薬の副作用を抑える薬の副作用
俺と壁子は少女を然るべき機関に送り届けてから、帰路についていた。
数年前に中古で買った軽自動車は、公道を「私は貧乏です」と宣伝しながら走る。
ランボルギーニに乗りたい訳じゃないが、あんまりなボロ車で悪目立ちするのも考えものだ。
特に、我々のような恨みを買いやすい生業の人間は。
仕事がひと段落ついて、痛む右腕を思い出す。右腕は打撲傷で黒ずんでいた。鉄パイプだか日本刀だかを受け止めたっけ。折れてはいなさそうだった。
「今日、集合地点を間違えてたよな」
助手席で、俺はポツリとそう呟いた。
壁子は全く何の反応も示さず、アクセルを踏み続ける。
遅くもなく、早くもなく、メーターは法定速度ちょうどを指していた。
「ごめん」
と、壁子は言った。
「謝らなくても良い。責めたい訳じゃない」
それは本心だ。
世の中には潮時というものがある。
とりわけ、魔法少女のそれは早い。
十代の頃のエーテルに対する感応値がいくら高くても、己の肉体を循環器にし続けた末路は、決して幸せなものではない。

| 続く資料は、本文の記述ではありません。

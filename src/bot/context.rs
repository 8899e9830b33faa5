//! Bounded per-identity conversation history.

use std::collections::{HashMap, VecDeque};
use std::sync::{Mutex, PoisonError};

use serde::{Deserialize, Serialize};

/// Who produced a turn.
#[derive(Debug, Clone, Copy, Serialize, Deserialize, PartialEq, Eq)]
#[serde(rename_all = "lowercase")]
pub enum Role {
    /// The peer talking to the bot.
    User,
    /// The bot's reply.
    Assistant,
}

/// One conversation turn.
#[derive(Debug, Clone, Serialize, Deserialize, PartialEq, Eq)]
pub struct Turn {
    /// Author of the turn.
    pub role: Role,
    /// Turn text.
    pub content: String,
}

impl Turn {
    /// A turn written by the user.
    #[must_use]
    pub fn user(content: impl Into<String>) -> Self {
        Self {
            role: Role::User,
            content: content.into(),
        }
    }

    /// A turn written by the bot.
    #[must_use]
    pub fn assistant(content: impl Into<String>) -> Self {
        Self {
            role: Role::Assistant,
            content: content.into(),
        }
    }
}

/// FIFO history per identity, capped at `max_turns`.
///
/// Appending past the cap drops the oldest turns first.
#[derive(Debug)]
pub struct ContextStore {
    max_turns: usize,
    turns: Mutex<HashMap<String, VecDeque<Turn>>>,
}

impl ContextStore {
    /// Keep at most `max_turns` turns per identity.
    #[must_use]
    pub fn new(max_turns: usize) -> Self {
        Self {
            max_turns,
            turns: Mutex::new(HashMap::new()),
        }
    }

    /// Append `turn` for `identity`, evicting the oldest turns over the cap.
    pub fn push(&self, identity: &str, turn: Turn) {
        let mut turns = self.turns.lock().unwrap_or_else(PoisonError::into_inner);
        let history = turns.entry(identity.to_owned()).or_default();
        history.push_back(turn);
        while history.len() > self.max_turns {
            history.pop_front();
        }
    }

    /// Snapshot of `identity`'s history, oldest first.
    #[must_use]
    pub fn history(&self, identity: &str) -> Vec<Turn> {
        self.turns
            .lock()
            .unwrap_or_else(PoisonError::into_inner)
            .get(identity)
            .map(|h| h.iter().cloned().collect())
            .unwrap_or_default()
    }

    /// Number of turns retained for `identity`.
    #[must_use]
    pub fn len(&self, identity: &str) -> usize {
        self.turns
            .lock()
            .unwrap_or_else(PoisonError::into_inner)
            .get(identity)
            .map_or(0, VecDeque::len)
    }

    /// Forget `identity`'s history.
    pub fn clear(&self, identity: &str) {
        self.turns
            .lock()
            .unwrap_or_else(PoisonError::into_inner)
            .remove(identity);
    }
}
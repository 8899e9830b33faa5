//! Chat message events and history entries.

use serde::{Deserialize, Serialize};

/// Sender block of an incoming message.
#[derive(Debug, Clone, Serialize, Deserialize, PartialEq, Eq)]
pub struct MessageSender {
    /// Sender username.
    #[serde(default = "unknown_user")]
    pub username: String,
    /// Sender IP address.
    #[serde(default)]
    pub ip: String,
    /// Peer number, when the child knows it.
    #[serde(default, skip_serializing_if = "Option::is_none")]
    pub id: Option<i64>,
}

fn unknown_user() -> String {
    "unknown".into()
}

/// Payload of a `message` event.
#[derive(Debug, Clone, Serialize, Deserialize, PartialEq, Eq)]
pub struct IncomingMessage {
    /// Who sent it.
    pub from: MessageSender,
    /// Message text.
    #[serde(default)]
    pub content: String,
    /// Child-assigned message id (`msg_<n>`).
    #[serde(default, skip_serializing_if = "Option::is_none")]
    pub message_id: Option<String>,
}

/// One entry of a `/history` response.
#[derive(Debug, Clone, Serialize, Deserialize, PartialEq, Eq)]
pub struct HistoryEntry {
    /// When the message was received (ISO-8601, UTC).
    #[serde(default)]
    pub timestamp: String,
    /// Sender username.
    #[serde(default)]
    pub from: String,
    /// Message text.
    #[serde(default)]
    pub content: String,
}

/// Payload of a `/history` response.
#[derive(Debug, Clone, Default, Serialize, Deserialize, PartialEq, Eq)]
pub struct History {
    /// Messages, oldest first.
    #[serde(default)]
    pub messages: Vec<HistoryEntry>,
    /// Number of messages returned.
    #[serde(default)]
    pub count: usize,
}

/// Payload of a `/send` response.
#[derive(Debug, Clone, Copy, Default, Serialize, Deserialize, PartialEq, Eq)]
pub struct SendOutcome {
    /// Whether the child delivered the message.
    #[serde(default)]
    pub success: bool,
}

/// Payload of a `/broadcast` response.
#[derive(Debug, Clone, Copy, Default, Serialize, Deserialize, PartialEq, Eq)]
pub struct BroadcastOutcome {
    /// Number of peers the broadcast reached.
    #[serde(default)]
    pub sent_count: usize,
}
//! CSend machine-mode stream handling.
//!
//! This module multiplexes one long-running CSend child process speaking
//! newline-delimited JSON over stdio. Outbound commands carry an optional
//! `--id=<token>`; inbound frames are either correlated replies (routed to
//! the waiting caller through the [`registry`]) or unsolicited events
//! (fanned out to [`subscribers`]).
//!
//! Submodules:
//! - `codec`: [`LinesCodec`](tokio_util::codec::LinesCodec)-based line framing.
//! - `frame`: frame model and the tolerant decoder.
//! - `transport`: process spawning and the serialised line writer.
//! - `registry`: correlation id → pending result slot.
//! - `subscribers`: event category → handlers, invoked in registration order.
//! - `dispatcher`: frame classification and the single reader loop.
//! - `lifecycle`: process states, startup handshake, shutdown escalation.
//! - `client`: [`MachineClient`](client::MachineClient), tying it all together.

pub mod client;
pub mod codec;
pub mod dispatcher;
pub mod frame;
pub mod lifecycle;
pub mod registry;
pub mod subscribers;
pub mod transport;

pub use client::{ClientOptions, MachineClient, RequestOptions};
pub use frame::{Frame, FrameKind};
pub use lifecycle::ProcessState;
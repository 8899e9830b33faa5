//! NDJSON codec for the CSend machine-mode stream.
//!
//! Wraps [`tokio_util::codec::LinesCodec`] with a maximum line length so an
//! unterminated or runaway line from the child cannot exhaust memory.
//!
//! An over-long line is dropped inside the codec and counted; decoding
//! resumes at the next newline. It is never surfaced as an error, because
//! `FramedRead` ends the stream after the first decoder error.

use std::io;

use bytes::BytesMut;
use tokio_util::codec::{Decoder, Encoder, LinesCodec, LinesCodecError};
use tracing::warn;

/// Maximum inbound line length: 1 MiB.
pub const MAX_LINE_BYTES: usize = 1_048_576;

/// Line codec for the machine-mode stream.
///
/// Each `\n`-terminated UTF-8 string is one frame candidate; a trailing
/// `\r` is stripped by the inner codec.
#[derive(Debug)]
pub struct MachineCodec {
    inner: LinesCodec,
    max_length: usize,
    discarded: u64,
}

impl MachineCodec {
    /// Create a codec with the default [`MAX_LINE_BYTES`] limit.
    #[must_use]
    pub fn new() -> Self {
        Self::with_max_length(MAX_LINE_BYTES)
    }

    /// Create a codec with a custom line limit.
    #[must_use]
    pub fn with_max_length(max_length: usize) -> Self {
        Self {
            inner: LinesCodec::new_with_max_length(max_length),
            max_length,
            discarded: 0,
        }
    }

    /// Over-long lines dropped so far.
    #[must_use]
    pub fn discarded(&self) -> u64 {
        self.discarded
    }

    fn decode_with<F>(&mut self, src: &mut BytesMut, mut step: F) -> io::Result<Option<String>>
    where
        F: FnMut(&mut LinesCodec, &mut BytesMut) -> Result<Option<String>, LinesCodecError>,
    {
        loop {
            match step(&mut self.inner, src) {
                Ok(line) => return Ok(line),
                Err(LinesCodecError::MaxLineLengthExceeded) => {
                    // The inner codec is now discarding up to the next
                    // newline; calling it again makes progress.
                    self.discarded += 1;
                    warn!(limit = self.max_length, "over-long line discarded");
                }
                // The offending line has already been consumed.
                Err(LinesCodecError::Io(err)) if err.kind() == io::ErrorKind::InvalidData => {
                    self.discarded += 1;
                    warn!(error = %err, "non-UTF-8 line discarded");
                }
                Err(LinesCodecError::Io(err)) => return Err(err),
            }
        }
    }
}

impl Default for MachineCodec {
    fn default() -> Self {
        Self::new()
    }
}

impl Decoder for MachineCodec {
    type Item = String;
    type Error = io::Error;

    fn decode(&mut self, src: &mut BytesMut) -> io::Result<Option<String>> {
        self.decode_with(src, LinesCodec::decode)
    }

    fn decode_eof(&mut self, src: &mut BytesMut) -> io::Result<Option<String>> {
        self.decode_with(src, LinesCodec::decode_eof)
    }
}

impl Encoder<String> for MachineCodec {
    type Error = io::Error;

    fn encode(&mut self, item: String, dst: &mut BytesMut) -> io::Result<()> {
        self.inner.encode(item, dst).map_err(|err| match err {
            LinesCodecError::Io(err) => err,
            LinesCodecError::MaxLineLengthExceeded => {
                io::Error::new(io::ErrorKind::InvalidInput, "line too long")
            }
        })
    }
}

四肢が動かなくなる者、言葉が話せなくなる者、目や耳が聴こえない者、そして……心を侵される者。
“技術”が秘匿される理由は大きく二つある。
一つは、オーバーテクノロジーであること。ある程度の規制や体系は形作られてきても、まだまだ黎明期と言って差し支えないこの力は、必ず社会を無秩序に陥れる。
そしてもう一つは、有害性。安全性が全く保証されていない危険な力で、使用者にどんな悪影響が及ぼされるか分からないからだ。
“技術”は魔法なんかじゃない。人類の発展にも、破滅にも、どちらにも大いに貢献できる未知の存在だ。
夢と希望だけじゃないから、魔法協会のような番犬が必要だった。
その末端で生きている俺たちだが、それもずっとは続けられない。
今回、壁子が合流地点を間違えた原因は分からないが、彼女は話したがらないだろうし、聞くつもりもない。
俺たちの使用するスクロールはシンプルなものばかりで、誤作動はあまり考えられない。
となると、誤作動を起こしたのは人間の方だ。
それが俺の悲観的な妄想じゃない事は、彼女の足を見れば分かる。
彼女の足首が赤黒く腫れている。
肉体組織をカーボンナノチューブに変えた際に、傷ついてしまったのだろう。
平気でアクセルを踏んでいるのは、こっそりとスクロールで痛覚の受容体を麻痺させているに違いない。
触覚を失った足での運転は危険だから、ダミーの感覚神経を展開して。
薬の副作用を抑える薬の副作用を抑える薬の副作用を抑える……。
……そんな魔法ばかり使って、体が正常にいられるワケがない。
壁子の引退の日が近い事を、俺はひしひしと感じていた。
きっとそれは、彼女も同じだろう。
「次で終わりにしよう」
俺の言葉の意味は本人も良く理解しているだろう。
壁子は相変わらず表情を変えないが、纏っている空気がほんの少し沈んだ。
「……次で終わり」
ほとんど何も考えていない様子で、壁子は俺の言葉を復唱する。
「そうね……それが良いかも」
絞りかすのような言葉が、ぽつりと彼女の口から漏れる。
俺は少し憐れに思った。
魔法少女にさせられて、強引にフィギュアスケート選手の夢を奪われた彼女。
そして今度は、魔法少女の未来が閉ざされようとしている。
次で終わり。でも、人生はまだ続いていく。
彼女にとってのその次は?
……だが、このままだと崖っぷちだ。
肉体は蝕まれる。精神も蝕まれる。
それでもなお魔法を使い続けた末路が、あのテロリスト達だ。一番恐ろしいのは魔法そのものに“取り憑かれて”しまう事だった。
連中は魔法少女への憧憬が産んだ、自らを葬り損ねたゾンビ達だ。